*** Block opens ***

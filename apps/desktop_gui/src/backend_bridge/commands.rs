//! Backend commands queued from UI to backend worker.

use client_core::UploadBatch;
use shared::protocol::ChatRequest;

pub enum BackendCommand {
    /// Upload every file of the batch in order, one request at a time.
    UploadBatch { batch: UploadBatch },
    Chat { request: ChatRequest },
    CheckHealth,
}

impl BackendCommand {
    pub fn name(&self) -> &'static str {
        match self {
            BackendCommand::UploadBatch { .. } => "upload_batch",
            BackendCommand::Chat { .. } => "chat",
            BackendCommand::CheckHealth => "check_health",
        }
    }
}
//! Drives a [`SessionState`] against an [`AnalysisBackend`] in straight-line async code.

use tracing::info;

use crate::{
    backend::AnalysisBackend,
    candidate::PdfCandidate,
    error::BackendError,
    session::{SessionState, UploadBatch},
};

#[derive(Debug, Clone, Copy, Default, PartialEq, Eq)]
pub struct UploadSummary {
    pub attempted: usize,
    pub loaded: usize,
}

pub struct ConversationController<B: AnalysisBackend> {
    backend: B,
    state: SessionState,
}

impl<B: AnalysisBackend> ConversationController<B> {
    pub fn new(backend: B) -> Self {
        Self {
            backend,
            state: SessionState::new(),
        }
    }

    pub fn state(&self) -> &SessionState {
        &self.state
    }

    pub fn state_mut(&mut self) -> &mut SessionState {
        &mut self.state
    }

    pub fn backend(&self) -> &B {
        &self.backend
    }

    /// Sets the input buffer and submits it. See [`ConversationController::submit`].
    pub async fn send(&mut self, text: impl Into<String>) -> bool {
        self.state.set_input(text);
        self.submit().await
    }

    /// Submits the current input. Returns `false` when the submit was a no-op.
    pub async fn submit(&mut self) -> bool {
        let Some(request) = self.state.begin_chat() else {
            return false;
        };
        let outcome = self
            .backend
            .chat(&request)
            .await
            .map(|response| response.reply);
        self.state.finish_chat(outcome);
        true
    }

    /// Multi-file upload: non-PDF files are skipped silently.
    pub async fn upload_files(
        &mut self,
        files: impl IntoIterator<Item = PdfCandidate>,
    ) -> UploadSummary {
        match self.state.begin_upload_batch(files) {
            Some(batch) => self.run_batch(batch).await,
            None => UploadSummary::default(),
        }
    }

    /// Single-file upload: a non-PDF file raises an alert and nothing is sent.
    pub async fn upload_file(&mut self, file: PdfCandidate) -> UploadSummary {
        match self.state.begin_single_upload(file) {
            Some(batch) => self.run_batch(batch).await,
            None => UploadSummary::default(),
        }
    }

    pub fn remove_document(&mut self, index: usize) -> bool {
        self.state.remove_document(index).is_some()
    }

    async fn run_batch(&mut self, batch: UploadBatch) -> UploadSummary {
        let mut summary = UploadSummary::default();
        for file in batch {
            summary.attempted += 1;
            let outcome = upload_one(&self.backend, &file).await;
            if outcome.is_ok() {
                summary.loaded += 1;
            }
            self.state.record_upload(&file.file_name, outcome);
        }
        self.state.finish_upload_batch();
        info!(
            attempted = summary.attempted,
            loaded = summary.loaded,
            "upload batch complete"
        );
        summary
    }
}

/// Reads a candidate's bytes and uploads them. Read failures count as upload failures.
pub async fn upload_one<B: AnalysisBackend + ?Sized>(
    backend: &B,
    file: &PdfCandidate,
) -> Result<shared::protocol::UploadPdfResponse, BackendError> {
    let bytes = file.read_bytes().await?;
    backend.upload_pdf(&file.file_name, bytes).await
}

#[cfg(test)]
#[path = "tests/controller_tests.rs"]
mod tests;
//! HTTP access to the document analysis service.

use std::sync::Arc;

use async_trait::async_trait;
use reqwest::{
    multipart::{Form, Part},
    Client, ClientBuilder, Response,
};
use serde::de::DeserializeOwned;
use shared::{
    error::ErrorBody,
    protocol::{
        ChatRequest, ChatResponse, HealthResponse, UploadPdfResponse, CHAT_PATH, HEALTH_PATH,
        PDF_MEDIA_TYPE, UPLOAD_FILE_FIELD, UPLOAD_PDF_PATH,
    },
};
use tracing::{debug, warn};
use url::Url;

use crate::{
    config::Settings,
    error::{BackendError, ConfigError},
};

#[async_trait]
pub trait AnalysisBackend: Send + Sync {
    async fn upload_pdf(
        &self,
        file_name: &str,
        bytes: Vec<u8>,
    ) -> Result<UploadPdfResponse, BackendError>;
    async fn chat(&self, request: &ChatRequest) -> Result<ChatResponse, BackendError>;
    async fn health(&self) -> Result<HealthResponse, BackendError>;
}

#[async_trait]
impl<T> AnalysisBackend for Arc<T>
where
    T: AnalysisBackend + ?Sized,
{
    async fn upload_pdf(
        &self,
        file_name: &str,
        bytes: Vec<u8>,
    ) -> Result<UploadPdfResponse, BackendError> {
        (**self).upload_pdf(file_name, bytes).await
    }

    async fn chat(&self, request: &ChatRequest) -> Result<ChatResponse, BackendError> {
        (**self).chat(request).await
    }

    async fn health(&self) -> Result<HealthResponse, BackendError> {
        (**self).health().await
    }
}

#[derive(Debug, Clone)]
pub struct HttpAnalysisBackend {
    http: Client,
    base_url: Url,
}

impl HttpAnalysisBackend {
    pub fn with_client(http: Client, base_url: Url) -> Self {
        Self { http, base_url }
    }

    pub fn from_settings(settings: &Settings) -> Result<Self, ConfigError> {
        Self::from_settings_with(settings, Client::builder())
    }

    pub(crate) fn from_settings_with(
        settings: &Settings,
        mut builder: ClientBuilder,
    ) -> Result<Self, ConfigError> {
        let base_url = settings.server_url()?;
        if let Some(timeout) = settings.request_timeout() {
            builder = builder.timeout(timeout);
        }
        Ok(Self::with_client(builder.build()?, base_url))
    }

    pub fn base_url(&self) -> &Url {
        &self.base_url
    }

    fn endpoint(&self, path: &str) -> String {
        format!("{}{path}", self.base_url.as_str().trim_end_matches('/'))
    }

    async fn read_json<T: DeserializeOwned>(
        endpoint: &'static str,
        response: Response,
    ) -> Result<T, BackendError> {
        let status = response.status();
        let body = response
            .text()
            .await
            .map_err(|source| BackendError::Transport { endpoint, source })?;

        if !status.is_success() {
            let detail = ErrorBody::detail_from_raw(&body);
            warn!(endpoint, %status, %detail, "analysis service rejected request");
            return Err(BackendError::Status {
                endpoint,
                status,
                detail,
            });
        }

        serde_json::from_str(&body).map_err(|source| BackendError::Decode { endpoint, source })
    }
}

#[async_trait]
impl AnalysisBackend for HttpAnalysisBackend {
    async fn upload_pdf(
        &self,
        file_name: &str,
        bytes: Vec<u8>,
    ) -> Result<UploadPdfResponse, BackendError> {
        let endpoint = UPLOAD_PDF_PATH;
        debug!(file = file_name, bytes = bytes.len(), "uploading pdf");
        let part = Part::bytes(bytes)
            .file_name(file_name.to_string())
            .mime_str(PDF_MEDIA_TYPE)
            .map_err(|source| BackendError::Transport { endpoint, source })?;
        let form = Form::new().part(UPLOAD_FILE_FIELD, part);

        let response = self
            .http
            .post(self.endpoint(endpoint))
            .multipart(form)
            .send()
            .await
            .map_err(|source| BackendError::Transport { endpoint, source })?;
        Self::read_json(endpoint, response).await
    }

    async fn chat(&self, request: &ChatRequest) -> Result<ChatResponse, BackendError> {
        let endpoint = CHAT_PATH;
        debug!(
            messages = request.messages.len(),
            context_chars = request.document_text.len(),
            "sending chat request"
        );
        let response = self
            .http
            .post(self.endpoint(endpoint))
            .json(request)
            .send()
            .await
            .map_err(|source| BackendError::Transport { endpoint, source })?;
        Self::read_json(endpoint, response).await
    }

    async fn health(&self) -> Result<HealthResponse, BackendError> {
        let endpoint = HEALTH_PATH;
        let response = self
            .http
            .get(self.endpoint(endpoint))
            .send()
            .await
            .map_err(|source| BackendError::Transport { endpoint, source })?;
        Self::read_json(endpoint, response).await
    }
}

#[cfg(test)]
#[path = "tests/backend_tests.rs"]
mod tests;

*** Block closes ***

* [TASK]:
From the material above, retype precisely the lines between the line holding "Sets the input" and the line holding "let outcome = self", inclusive, and nothing beyond them.

* [EXERCISE RESULT]:
    /// Sets the input buffer and submits it. See [`ConversationController::submit`].
    pub async fn send(&mut self, text: impl Into<String>) -> bool {
        self.state.set_input(text);
        self.submit().await
    }

    /// Submits the current input. Returns `false` when the submit was a no-op.
    pub async fn submit(&mut self) -> bool {
        let Some(request) = self.state.begin_chat() else {
            return false;
        };
        let outcome = self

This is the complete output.